Constitutional Interpretation and Change

  • March 21, 2014
    Guest Post
    by Reuben A. Guttman, Director, Grant & Eisenhofer; Member, ACS Board of Directors
     
    This post originally appeared on The Global Legal Post.
     
    In his Gettysburg Address of 1863, United States President Abraham Lincoln spoke about a "government of the people, by the people and for the people." Fast forward 151 years, and the meaning of that phrase is not so clear. Who runs government? Is the United States Federal Government run in all instances by those who have been elected by the people? As the government struggles to govern and enforce regulatory compliance in an era where technological advancement and globalization have created new challenges, its reliance on the private sector or private contractors has reached new peaks.
     
    Extensive use of private contractors
     
    Private contractors, of course, were used by the Union Army during the Civil War; they built the nation's nuclear weapons complex during World War II and have supplied the military with armaments from guns to fighting vessels.
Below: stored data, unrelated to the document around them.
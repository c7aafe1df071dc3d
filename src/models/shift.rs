//! Shift model.
//!
//! A shift is one worked period for one employee at one workplace. Records
//! arrive from the backend with most fields nullable, so every field the
//! backend may omit is an `Option` here.

use chrono::{NaiveDate, NaiveTime};
use rust_decimal::Decimal;
use serde::{Deserialize, Serialize};

use crate::config::ValidationLimits;
use crate::error::{EngineError, EngineResult};

/// Represents a shift record as exchanged with the backend.
///
/// `work_hours` and `total_earned` are a cache of the values produced by
/// [`calculate_shift`](crate::calculation::calculate_shift); they may be absent
/// or stale on records loaded from storage.
#[derive(Debug, Clone, PartialEq, Eq, Serialize, Deserialize)]
pub struct Shift {
    /// Backend identifier, 0 for a shift that has not been created yet.
    #[serde(default)]
    pub id: u64,
    /// The employee who worked the shift.
    pub employee_id: Option<u64>,
    /// The workplace the shift was worked at.
    pub workplace_id: Option<u64>,
    /// The calendar date of the shift.
    pub date: Option<NaiveDate>,
    /// Start time of day.
    pub start_time: Option<NaiveTime>,
    /// End time of day. Must be later than `start_time` on the same day.
    pub end_time: Option<NaiveTime>,
    /// Unpaid break in minutes. Absent means no break.
    pub break_minutes: Option<u32>,
    /// Hourly rate in whole currency units.
    pub hourly_rate: Option<u32>,
    /// Cached worked hours (2 decimal places).
    pub work_hours: Option<Decimal>,
    /// Cached earnings (2 decimal places).
    pub total_earned: Option<Decimal>,
    /// Free-text notes.
    pub notes: Option<String>,
    /// Soft-delete flag.
    #[serde(default)]
    pub is_deleted: bool,
}

impl Shift {
    /// Returns true if the shift has not been soft-deleted.
    pub fn is_active(&self) -> bool {
        !self.is_deleted
    }

    /// Validates the shift before it is sent to the backend.
    ///
    /// # Errors
    ///
    /// Returns [`EngineError::InvalidShift`] naming the first rule that failed:
    /// missing employee, workplace, date or times; end not after start;
    /// a zero or missing hourly rate; a break at least as long as the shift;
    /// or notes longer than `limits.notes_max_length` characters.
    ///
    /// # Examples
    ///
    /// ```
    /// use shift_payroll::config::ValidationLimits;
    /// use shift_payroll::models::Shift;
    /// use chrono::{NaiveDate, NaiveTime};
    ///
    /// let shift = Shift {
    ///     id: 0,
    ///     employee_id: Some(1),
    ///     workplace_id: Some(2),
    ///     date: NaiveDate::from_ymd_opt(2026, 1, 15),
    ///     start_time: NaiveTime::from_hms_opt(9, 0, 0),
    ///     end_time: NaiveTime::from_hms_opt(18, 0, 0),
    ///     break_minutes: Some(60),
    ///     hourly_rate: Some(500),
    ///     work_hours: None,
    ///     total_earned: None,
    ///     notes: None,
    ///     is_deleted: false,
    /// };
    /// assert!(shift.validate(&ValidationLimits::default()).is_ok());
    /// ```
    pub fn validate(&self, limits: &ValidationLimits) -> EngineResult<()> {
        if self.employee_id.unwrap_or(0) == 0 {
            return Err(self.invalid("employee is required"));
        }
        if self.workplace_id.unwrap_or(0) == 0 {
            return Err(self.invalid("workplace is required"));
        }
        if self.date.is_none() {
            return Err(self.invalid("date is required"));
        }
        let start = self
            .start_time
            .ok_or_else(|| self.invalid("start time is required"))?;
        let end = self
            .end_time
            .ok_or_else(|| self.invalid("end time is required"))?;
        if end <= start {
            return Err(self.invalid("end time must be after start time"));
        }
        if self.hourly_rate.unwrap_or(0) == 0 {
            return Err(self.invalid("hourly rate must be greater than zero"));
        }

        let span_seconds = (end - start).num_seconds();
        if i64::from(self.break_minutes.unwrap_or(0)) * 60 >= span_seconds {
            return Err(self.invalid("break must be shorter than the shift"));
        }

        if let Some(notes) = &self.notes {
            if notes.chars().count() > limits.notes_max_length {
                return Err(self.invalid(format!(
                    "notes exceed {} characters",
                    limits.notes_max_length
                )));
            }
        }

        Ok(())
    }

    fn invalid(&self, message: impl Into<String>) -> EngineError {
        EngineError::InvalidShift {
            shift_id: self.id,
            message: message.into(),
        }
    }
}
//! Configuration loading and management for the shift payroll engine.
//!
//! This module loads server, logging and validation settings together with
//! the configured hourly rates from YAML files.
//!
//! # Example
//!
//! ```no_run
//! use shift_payroll::config::ConfigLoader;
//!
//! let config = ConfigLoader::load("./config/payroll").unwrap();
//! println!("Listening on {}", config.settings().server.bind_address);
//! ```

mod loader;
mod types;

pub use loader::ConfigLoader;
pub use types::{
    LoggingSettings, PayrollConfig, RatesConfig, ServerSettings, Settings, ValidationLimits,
};
//! Request types for the shift payroll API.
//!
//! This module defines the JSON request structures for the API endpoints.
//! Shifts and advances are accepted in their model form.

use chrono::{NaiveDate, NaiveTime};
use serde::{Deserialize, Serialize};

use crate::calculation::ShiftQuery;
use crate::models::{Advance, Employee, PayPeriod, Shift};

/// Request body for the `/shifts/calculate` endpoint.
#[derive(Debug, Clone, Serialize, Deserialize)]
pub struct CalculateShiftRequest {
    /// Start time of day.
    pub start_time: NaiveTime,
    /// End time of day.
    pub end_time: NaiveTime,
    /// Unpaid break in minutes.
    #[serde(default)]
    pub break_minutes: u32,
    /// Hourly rate in whole currency units.
    pub hourly_rate: u32,
}

/// Request body for the `/shifts/recalculate` endpoint.
#[derive(Debug, Clone, Serialize, Deserialize)]
pub struct RecalculateRequest {
    /// Shifts whose cached figures should be refreshed.
    pub shifts: Vec<Shift>,
}

/// Request body for the `/shifts/query` endpoint.
#[derive(Debug, Clone, Serialize, Deserialize)]
pub struct ShiftQueryRequest {
    /// Filter criteria.
    #[serde(default)]
    pub query: ShiftQuery,
    /// Shifts to filter.
    pub shifts: Vec<Shift>,
}

/// Request body for the `/periods/summary` endpoint.
///
/// Callers may send every record they hold; the aggregator selects the ones
/// belonging to the employee and period.
#[derive(Debug, Clone, Serialize, Deserialize)]
pub struct PeriodSummaryRequest {
    /// The employee to summarise.
    pub employee_id: u64,
    /// The inclusive period.
    pub period: PayPeriod,
    /// Candidate shifts.
    #[serde(default)]
    pub shifts: Vec<Shift>,
    /// Candidate advances.
    #[serde(default)]
    pub advances: Vec<Advance>,
}

/// Request body for the `/payouts/draft` endpoint.
#[derive(Debug, Clone, Serialize, Deserialize)]
pub struct PayoutDraftRequest {
    /// The records to settle.
    #[serde(flatten)]
    pub summary: PeriodSummaryRequest,
    /// The employee, used to name the period when no name is given.
    #[serde(default)]
    pub employee: Option<Employee>,
    /// Display name of the period.
    #[serde(default)]
    pub period_name: Option<String>,
    /// Free-text notes.
    #[serde(default)]
    pub notes: Option<String>,
    /// Date the payout was made.
    #[serde(default)]
    pub paid_at: Option<NaiveDate>,
}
That the government buys things from the private sector is no surprise. Nor is it a surprise that the government buys discrete services from the private sector. Government buildings, for example, are cleaned by private contractors.
     
    Yet, how much can the government contract out before it is delegating functions that it should perform itself? Political scientists talk about the problem with contracting out "inherently governmental functions" but what does that term really mean? Is it like what former Supreme Court Justice Stewart said about obscenity, "I know it when I see it"? Or is there some objective definition?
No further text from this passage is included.